== Goal of the exercise ==
Each line below must be reproduced exactly.

[Stored dataset items]
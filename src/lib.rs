//! Embedded mini-game host.
//!
//! Runs third-party interactive content inside a larger content feed without
//! letting it compromise the host: untrusted script bundles execute in an
//! isolated sandbox, procedural AR mini-games run on a tick-driven
//! simulation engine, and both report gameplay telemetry upward through one
//! typed bridge protocol.
//!
//! ## Architecture
//!
//! ```text
//! SessionRunner   (runner.rs)     ← async tick driver
//!   └── GameSession  (session.rs) ← phase state machine, one per card
//!         ├── SandboxInstance  (sandbox.rs)    ← raw-content games
//!         ├── SimulationEngine (simulation.rs) ← procedural games
//!         └── CameraAcquisition (camera.rs)    ← permission lifecycle
//! ```
//!
//! Messages crossing the isolation boundary are defined in `protocol.rs`;
//! anything not matching that closed schema – or tagged with the wrong
//! origin – is dropped before it can touch session state.

// Protocol and core types are always available (no host feature needed).
pub mod protocol;
pub mod types;

// Host-side modules require the `host` feature.
#[cfg(feature = "host")]
pub mod camera;
#[cfg(feature = "host")]
pub mod runner;
#[cfg(feature = "host")]
pub mod sandbox;
#[cfg(feature = "host")]
pub mod session;
#[cfg(feature = "host")]
pub mod simulation;

// Convenience re-exports (host only)
#[cfg(feature = "host")]
pub use camera::{CameraAcquisition, CameraOutcome, CameraProvider, CameraStream, NoCameraProvider};
#[cfg(feature = "host")]
pub use runner::{RunnerConfig, SessionRunner};
#[cfg(feature = "host")]
pub use sandbox::{SandboxInstance, SandboxPolicy};
#[cfg(feature = "host")]
pub use session::{GameSession, SessionError};
#[cfg(feature = "host")]
pub use simulation::{Ray, SimulationEngine, MAX_ACTIVE_OBJECTS, SCORE_PER_HIT};
pub use protocol::{BridgeEnvelope, BridgeMessage, OriginToken, ProtocolError};
pub use types::{
    CameraStatus, ContentDefinition, SessionConfig, SessionPhase, SessionStats,
    SimulatedGameConfig,
};
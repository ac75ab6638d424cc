//! minigame-runner binary
//!
//! Loads a content definition from JSON and drives one headless playthrough
//! (no camera hardware, no renderer).  Useful for smoke-testing definitions
//! produced by the authoring pipeline.
//!
//! ## Configuration (flags or env)
//!
//! | Key                            | Default | Description                      |
//! |--------------------------------|---------|----------------------------------|
//! | `MINIGAME_DEFINITION`          | –       | Path to a JSON content definition |
//! | `MINIGAME_TICK_RATE_HZ`        | `30`    | Simulation tick rate             |
//! | `MINIGAME_SEED`                | `42`    | Procedural engine rng seed       |
//! | `MINIGAME_MUTED`               | `false` | Host-level mute switch           |
//! | `MINIGAME_CAMERA_TIMEOUT_SECS` | `5`     | Permission prompt ceiling        |
//! | `MINIGAME_RAW_DURATION_SECS`   | `60`    | Countdown for raw-content games  |

use anyhow::{Context, Result};
use clap::Parser;
use minigame_host::camera::{CameraAcquisition, NoCameraProvider};
use minigame_host::runner::{RunnerConfig, SessionRunner};
use minigame_host::session::GameSession;
use minigame_host::types::{ContentDefinition, SessionConfig};
use parking_lot::Mutex;
use std::path::PathBuf;
use std::sync::Arc;
use std::time::Duration;
use tokio::sync::watch;

// ---------------------------------------------------------------------------
// CLI
// ---------------------------------------------------------------------------

#[derive(Parser, Debug)]
#[command(name = "minigame-runner", about = "Embedded mini-game host", version)]
struct Args {
    /// Path to a JSON content definition
    #[arg(long, env = "MINIGAME_DEFINITION")]
    definition: PathBuf,

    /// Tick rate (Hz)
    #[arg(long, env = "MINIGAME_TICK_RATE_HZ", default_value_t = 30.0)]
    tick_rate_hz: f32,

    /// Procedural engine rng seed
    #[arg(long, env = "MINIGAME_SEED", default_value_t = 42)]
    seed: u64,

    /// Host-level mute switch
    #[arg(long, env = "MINIGAME_MUTED", default_value_t = false)]
    muted: bool,

    /// Camera permission prompt ceiling in seconds
    #[arg(long, env = "MINIGAME_CAMERA_TIMEOUT_SECS", default_value_t = 5.0)]
    camera_timeout_secs: f32,

    /// Countdown length for raw-content games in seconds
    #[arg(long, env = "MINIGAME_RAW_DURATION_SECS", default_value_t = 60.0)]
    raw_duration_secs: f32,
}

// ---------------------------------------------------------------------------
// Entry point
// ---------------------------------------------------------------------------

#[tokio::main]
async fn main() -> Result<()> {
    // Initialise logging
    tracing_subscriber::fmt()
        .with_env_filter(
            tracing_subscriber::EnvFilter::from_default_env()
                .add_directive("minigame_host=debug".parse()?),
        )
        .init();

    let args = Args::parse();

    let raw = std::fs::read_to_string(&args.definition)
        .with_context(|| format!("failed to read {}", args.definition.display()))?;
    let definition: ContentDefinition =
        serde_json::from_str(&raw).context("invalid content definition")?;

    log::info!(
        "starting playthrough (definition='{}', tick_rate={}Hz, seed={})",
        args.definition.display(),
        args.tick_rate_hz,
        args.seed,
    );

    let session_config = SessionConfig {
        sound_enabled: !args.muted,
        seed: args.seed,
        raw_duration_seconds: args.raw_duration_secs,
    };

    let mut session = GameSession::new(definition, session_config);
    session.set_on_score(Box::new(|score| log::info!("score: {score}")));
    session.set_on_complete(Box::new(|final_score| {
        log::info!("playthrough complete: final score {final_score}")
    }));
    let session = Arc::new(Mutex::new(session));

    // Headless: no camera hardware; the session plays over the fallback
    // background.
    let camera = CameraAcquisition::new(Arc::new(NoCameraProvider))
        .with_timeout(Duration::from_secs_f32(args.camera_timeout_secs));

    let (shutdown_tx, shutdown_rx) = watch::channel(false);
    tokio::spawn(async move {
        if tokio::signal::ctrl_c().await.is_ok() {
            let _ = shutdown_tx.send(true);
        }
    });

    let runner = SessionRunner::new(
        RunnerConfig {
            tick_rate_hz: args.tick_rate_hz,
        },
        session,
        camera,
    );

    let final_score = runner.run(shutdown_rx).await?;
    log::info!("done – final score {final_score}");
    Ok(())
}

== Exercise solution ==
filename src/lib.rs
//! Embedded mini-game host.
//!
//! Runs third-party interactive content inside a larger content feed without
//! letting it compromise the host: untrusted script bundles execute in an
//! isolated sandbox, procedural AR mini-games run on a tick-driven
//! simulation engine, and both report gameplay telemetry upward through one
//! typed bridge protocol.
//!
//! ## Architecture
//!
//! ```text
//! SessionRunner   (runner.rs)     ← async tick driver
//!   └── GameSession  (session.rs) ← phase state machine, one per card
//!         ├── SandboxInstance  (sandbox.rs)    ← raw-content games
//!         ├── SimulationEngine (simulation.rs) ← procedural games
//!         └── CameraAcquisition (camera.rs)    ← permission lifecycle
//! ```
//!
//! Messages crossing the isolation boundary are defined in `protocol.rs`;
//! anything not matching that closed schema – or tagged with the wrong
//! origin – is dropped before it can touch session state.

// Protocol and core types are always available (no host feature needed).
pub mod protocol;
pub mod types;

// Host-side modules require the `host` feature.
#[cfg(feature = "host")]
pub mod camera;
#[cfg(feature = "host")]
pub mod runner;
#[cfg(feature = "host")]
pub mod sandbox;
#[cfg(feature = "host")]
pub mod session;
#[cfg(feature = "host")]
pub mod simulation;

// Convenience re-exports (host only)
#[cfg(feature = "host")]
pub use camera::{CameraAcquisition, CameraOutcome, CameraProvider, CameraStream, NoCameraProvider};
#[cfg(feature = "host")]
pub use runner::{RunnerConfig, SessionRunner};
#[cfg(feature = "host")]
pub use sandbox::{SandboxInstance, SandboxPolicy};
#[cfg(feature = "host")]
pub use session::{GameSession, SessionError};
#[cfg(feature = "host")]
pub use simulation::{Ray, SimulationEngine, MAX_ACTIVE_OBJECTS, SCORE_PER_HIT};
pub use protocol::{BridgeEnvelope, BridgeMessage, OriginToken, ProtocolError};
pub use types::{
    CameraStatus, ContentDefinition, SessionConfig, SessionPhase, SessionStats,
    SimulatedGameConfig,
};
repository ac75ab6638d424cc
//! minigame-runner binary
//!
//! Loads a content definition from JSON and drives one headless playthrough
//! (no camera hardware, no renderer).  Useful for smoke-testing definitions
//! produced by the authoring pipeline.
//!
//! ## Configuration (flags or env)
//!
//! | Key                            | Default | Description                      |
//! |--------------------------------|---------|----------------------------------|
//! | `MINIGAME_DEFINITION`          | –       | Path to a JSON content definition |
//! | `MINIGAME_TICK_RATE_HZ`        | `30`    | Simulation tick rate             |
//! | `MINIGAME_SEED`                | `42`    | Procedural engine rng seed       |
//! | `MINIGAME_MUTED`               | `false` | Host-level mute switch           |
//! | `MINIGAME_CAMERA_TIMEOUT_SECS` | `5`     | Permission prompt ceiling        |
//! | `MINIGAME_RAW_DURATION_SECS`   | `60`    | Countdown for raw-content games  |

use anyhow::{Context, Result};
use clap::Parser;
use minigame_host::camera::{CameraAcquisition, NoCameraProvider};
use minigame_host::runner::{RunnerConfig, SessionRunner};
use minigame_host::session::GameSession;
use minigame_host::types::{ContentDefinition, SessionConfig};
use parking_lot::Mutex;
use std::path::PathBuf;
use std::sync::Arc;
use std::time::Duration;
use tokio::sync::watch;

// ---------------------------------------------------------------------------
// CLI
// ---------------------------------------------------------------------------

#[derive(Parser, Debug)]
#[command(name = "minigame-runner", about = "Embedded mini-game host", version)]
struct Args {
    /// Path to a JSON content definition
    #[arg(long, env = "MINIGAME_DEFINITION")]
    definition: PathBuf,

    /// Tick rate (Hz)
    #[arg(long, env = "MINIGAME_TICK_RATE_HZ", default_value_t = 30.0)]
    tick_rate_hz: f32,

    /// Procedural engine rng seed
    #[arg(long, env = "MINIGAME_SEED", default_value_t = 42)]
    seed: u64,

    /// Host-level mute switch
    #[arg(long, env = "MINIGAME_MUTED", default_value_t = false)]
    muted: bool,

    /// Camera permission prompt ceiling in seconds
    #[arg(long, env = "MINIGAME_CAMERA_TIMEOUT_SECS", default_value_t = 5.0)]
    camera_timeout_secs: f32,

    /// Countdown length for raw-content games in seconds
    #[arg(long, env = "MINIGAME_RAW_DURATION_SECS", default_value_t = 60.0)]
    raw_duration_secs: f32,
}

// ---------------------------------------------------------------------------
// Entry point
// ---------------------------------------------------------------------------

#[tokio::main]
async fn main() -> Result<()> {
    // Initialise logging
    tracing_subscriber::fmt()
        .with_env_filter(
            tracing_subscriber::EnvFilter::from_default_env()
                .add_directive("minigame_host=debug".parse()?),
        )
        .init();

    let args = Args::parse();

    let raw = std::fs::read_to_string(&args.definition)
        .with_context(|| format!("failed to read {}", args.definition.display()))?;
    let definition: ContentDefinition =
        serde_json::from_str(&raw).context("invalid content definition")?;

    log::info!(
        "starting playthrough (definition='{}', tick_rate={}Hz, seed={})",
        args.definition.display(),
        args.tick_rate_hz,
        args.seed,
    );

    let session_config = SessionConfig {
        sound_enabled: !args.muted,
        seed: args.seed,
        raw_duration_seconds: args.raw_duration_secs,
    };

    let mut session = GameSession::new(definition, session_config);
    session.set_on_score(Box::new(|score| log::info!("score: {score}")));
    session.set_on_complete(Box::new(|final_score| {
        log::info!("playthrough complete: final score {final_score}")
    }));
    let session = Arc::new(Mutex::new(session));

    // Headless: no camera hardware; the session plays over the fallback
    // background.
    let camera = CameraAcquisition::new(Arc::new(NoCameraProvider))
        .with_timeout(Duration::from_secs_f32(args.camera_timeout_secs));

    let (shutdown_tx, shutdown_rx) = watch::channel(false);
    tokio::spawn(async move {
        if tokio::signal::ctrl_c().await.is_ok() {
            let _ = shutdown_tx.send(true);
        }
    });

    let runner = SessionRunner::new(
        RunnerConfig {
            tick_rate_hz: args.tick_rate_hz,
        },
        session,
        camera,
    );

    let final_score = runner.run(shutdown_rx).await?;
    log::info!("done – final score {final_score}");
    Ok(())
}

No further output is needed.